--- SUPPLIED INFORMATION ---
use axum::{
    Json, Router,
    extract::{FromRequestParts, State, rejection::JsonRejection},
    http::{StatusCode, request::Parts},
    routing::{get, post},
};
use jsonwebtoken::{DecodingKey, EncodingKey, Header, Validation};
use serde::{Deserialize, Serialize};
use utoipa::ToSchema;

use crate::application::error::{AppError, AppResult};
use crate::application::use_cases::auth::login::{Login as LoginUc, LoginRequest as LoginDto};
use crate::application::use_cases::auth::me::GetMe;
use crate::application::use_cases::auth::register::{
    Register as RegisterUc, RegisterRequest as RegisterDto,
};
use crate::application::use_cases::auth::reset_password::{
    ResetPassword, ResetPasswordRequest as ResetDto,
};
use crate::bootstrap::app_context::AppContext;
use crate::bootstrap::config::Config;
use crate::domain::accounts::{Account, Role};
use crate::presentation::http::json_body;

#[derive(Debug, Deserialize, ToSchema)]
pub struct RegisterRequest {
    pub name: Option<String>,
    pub email: Option<String>,
    pub phone: Option<String>,
    pub username: Option<String>,
    pub password: Option<String>,
    /// `owner` or `staff` (`karyawan` is accepted too).
    pub role: Option<String>,
}

#[derive(Debug, Serialize, ToSchema)]
pub struct AccountResponse {
    pub id: i64,
    pub role: String,
    pub name: String,
    pub email: String,
    pub username: String,
    pub phone: Option<String>,
}

impl From<Account> for AccountResponse {
    fn from(a: Account) -> Self {
        AccountResponse {
            id: a.id,
            role: a.role.as_str().to_string(),
            name: a.name,
            email: a.email,
            username: a.username,
            phone: a.phone,
        }
    }
}

#[derive(Debug, Deserialize, ToSchema)]
pub struct LoginRequest {
    #[serde(default)]
    pub username: String,
    #[serde(default)]
    pub password: String,
}

#[derive(Debug, Serialize, ToSchema)]
pub struct LoginResponse {
    pub access_token: String,
    pub account: AccountResponse,
}

#[derive(Debug, Deserialize, ToSchema)]
pub struct ForgotPasswordRequest {
    /// Email address or username of the account.
    #[serde(default)]
    pub identifier: String,
    #[serde(default)]
    pub new_password: String,
}

#[derive(Debug, Serialize, Deserialize)]
pub struct Claims {
    pub sub: String,
    pub role: Role,
    pub exp: usize,
}

/// Identity carried by a verified bearer token.
#[derive(Debug, Clone, Copy, PartialEq, Eq)]
pub struct AuthUser {
    pub id: i64,
    pub role: Role,
}

pub fn routes(ctx: AppContext) -> Router {
    Router::new()
        .route("/register", post(register))
        .route("/login", post(login))
        .route("/forgot", post(forgot_password))
        .route("/me", get(me))
        .with_state(ctx)
}

/// Without a bearer token only the first owner account can be created.
#[utoipa::path(post, path = "/api/auth/register", tag = "Auth", request_body = RegisterRequest, responses(
    (status = 201, body = AccountResponse),
    (status = 401, description = "An owner exists and no owner token was sent", body = crate::presentation::http::error::ErrorResponse),
    (status = 403, description = "Staff cannot create accounts", body = crate::presentation::http::error::ErrorResponse),
    (status = 409, body = crate::presentation::http::error::ErrorResponse)
))]
pub async fn register(
    State(ctx): State<AppContext>,
    bearer: Option<Bearer>,
    body: Result<Json<RegisterRequest>, JsonRejection>,
) -> AppResult<(StatusCode, Json<AccountResponse>)> {
    let caller = bearer
        .map(|b| validate_bearer(&ctx.cfg, b))
        .transpose()?
        .map(|user| user.role);
    let req = json_body(body)?;
    let repo = ctx.account_repo();
    let uc = RegisterUc {
        repo: repo.as_ref(),
    };
    let dto = RegisterDto {
        name: req.name,
        email: req.email,
        phone: req.phone,
        username: req.username,
        password: req.password,
        role: req.role,
    };
    let account = uc.execute(caller, &dto).await?;
    Ok((StatusCode::CREATED, Json(account.into())))
}

#[utoipa::path(post, path = "/api/auth/login", tag = "Auth", request_body = LoginRequest, security(()), responses(
    (status = 200, body = LoginResponse),
    (status = 401, body = crate::presentation::http::error::ErrorResponse),
    (status = 404, body = crate::presentation::http::error::ErrorResponse)
))]
pub async fn login(
    State(ctx): State<AppContext>,
    body: Result<Json<LoginRequest>, JsonRejection>,
) -> AppResult<Json<LoginResponse>> {
    let req = json_body(body)?;
    let repo = ctx.account_repo();
    let uc = LoginUc {
        repo: repo.as_ref(),
    };
    let dto = LoginDto {
        username: req.username,
        password: req.password,
    };
    let account = uc.execute(&dto).await?;
    let token = issue_token(&ctx.cfg, &account)?;
    Ok(Json(LoginResponse {
        access_token: token,
        account: account.into(),
    }))
}

#[utoipa::path(post, path = "/api/auth/forgot", tag = "Auth", request_body = ForgotPasswordRequest, responses(
    (status = 204),
    (status = 403, body = crate::presentation::http::error::ErrorResponse),
    (status = 404, body = crate::presentation::http::error::ErrorResponse)
))]
pub async fn forgot_password(
    State(ctx): State<AppContext>,
    bearer: Bearer,
    body: Result<Json<ForgotPasswordRequest>, JsonRejection>,
) -> AppResult<StatusCode> {
    let user = validate_bearer(&ctx.cfg, bearer)?;
    let req = json_body(body)?;
    let repo = ctx.account_repo();
    let uc = ResetPassword {
        repo: repo.as_ref(),
    };
    let dto = ResetDto {
        identifier: req.identifier,
        new_password: req.new_password,
    };
    uc.execute(user.role, &dto).await?;
    Ok(StatusCode::NO_CONTENT)
}

#[utoipa::path(get, path = "/api/auth/me", tag = "Auth", responses((status = 200, body = AccountResponse)))]
pub async fn me(State(ctx): State<AppContext>, bearer: Bearer) -> AppResult<Json<AccountResponse>> {
    let user = validate_bearer(&ctx.cfg, bearer)?;
    let repo = ctx.account_repo();
    let uc = GetMe {
        repo: repo.as_ref(),
    };
    let account = uc.execute(user.role, user.id).await?;
    Ok(Json(account.into()))
}

// --- Bearer extractor & JWT utils ---

pub struct Bearer(pub String);

#[axum::async_trait]
impl<S> FromRequestParts<S> for Bearer
where
    S: Send + Sync,
{
    type Rejection = AppError;

    async fn from_request_parts(parts: &mut Parts, _state: &S) -> Result<Self, Self::Rejection> {
        parts
            .headers
            .get(axum::http::header::AUTHORIZATION)
            .and_then(|v| v.to_str().ok())
            .and_then(|auth| auth.strip_prefix("Bearer "))
            .map(|t| Bearer(t.trim().to_string()))
            .filter(|b| !b.0.is_empty())
            .ok_or_else(|| AppError::Unauthorized("missing bearer token".into()))
    }
}

pub(crate) fn issue_token(cfg: &Config, account: &Account) -> AppResult<String> {
    let now = chrono::Utc::now().timestamp() as usize;
    let ttl = usize::try_from(cfg.jwt_expires_secs)
        .map_err(|_| AppError::Internal(anyhow::anyhow!("JWT_EXPIRES_SECS is negative")))?;
    let claims = Claims {
        sub: account.id.to_string(),
        role: account.role,
        exp: now.saturating_add(ttl),
    };
    jsonwebtoken::encode(
        &Header::default(),
        &claims,
        &EncodingKey::from_secret(cfg.jwt_secret.as_bytes()),
    )
    .map_err(|e| AppError::Internal(e.into()))
}

pub(crate) fn validate_bearer(cfg: &Config, bearer: Bearer) -> AppResult<AuthUser> {
    let unauthorized = || AppError::Unauthorized("invalid or expired token".into());
    let data = jsonwebtoken::decode::<Claims>(
        &bearer.0,
        &DecodingKey::from_secret(cfg.jwt_secret.as_bytes()),
        &Validation::default(),
    )
    .map_err(|_| unauthorized())?;
    let id = data.claims.sub.parse::<i64>().map_err(|_| unauthorized())?;
    Ok(AuthUser {
        id,
        role: data.claims.role,
    })
}

#[cfg(test)]
mod tests {
    use super::*;
    use crate::bootstrap::config::test_config;

    fn owner() -> Account {
        Account {
            id: 42,
            role: Role::Owner,
            name: "Dewi".into(),
            email: "dewi@kopi.id".into(),
            username: "dewi".into(),
            phone: None,
            password_hash: None,
        }
    }

    #[test]
    fn token_round_trips_id_and_role() {
        let cfg = test_config();
        let token = issue_token(&cfg, &owner()).unwrap();
        let user = validate_bearer(&cfg, Bearer(token)).unwrap();
        assert_eq!(
            user,
            AuthUser {
                id: 42,
                role: Role::Owner
            }
        );
    }

    #[test]
    fn token_signed_with_another_secret_is_rejected() {
        let mut other = test_config();
        other.jwt_secret = "some-other-secret-some-other-secret".into();
        let token = issue_token(&other, &owner()).unwrap();
        let err = validate_bearer(&test_config(), Bearer(token)).unwrap_err();
        assert!(matches!(err, AppError::Unauthorized(_)));
    }

    #[test]
    fn negative_lifetime_never_issues_a_token() {
        let mut cfg = test_config();
        cfg.jwt_expires_secs = -1;
        assert!(matches!(
            issue_token(&cfg, &owner()),
            Err(AppError::Internal(_))
        ));
    }

    #[test]
    fn expired_token_is_rejected() {
        let cfg = test_config();
        let claims = Claims {
            sub: "42".into(),
            role: Role::Staff,
            exp: 1_000,
        };
        let token = jsonwebtoken::encode(
            &Header::default(),
            &claims,
            &EncodingKey::from_secret(cfg.jwt_secret.as_bytes()),
        )
        .unwrap();
        assert!(validate_bearer(&cfg, Bearer(token)).is_err());
    }

    #[tokio::test]
    async fn bearer_is_read_from_authorization_header() {
        let req = axum::http::Request::builder()
            .header("authorization", "Bearer abc.def")
            .body(())
            .unwrap();
        let (mut parts, _) = req.into_parts();
        let bearer = Bearer::from_request_parts(&mut parts, &()).await.unwrap();
        assert_eq!(bearer.0, "abc.def");

        let req = axum::http::Request::builder().body(()).unwrap();
        let (mut parts, _) = req.into_parts();
        assert!(Bearer::from_request_parts(&mut parts, &()).await.is_err());
    }
}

--- YOUR OBJECTIVE ---
Locate all lines in the listing above with the word "identifier". Copy them.

--- RESULT ---
    pub identifier: String,
        identifier: req.identifier,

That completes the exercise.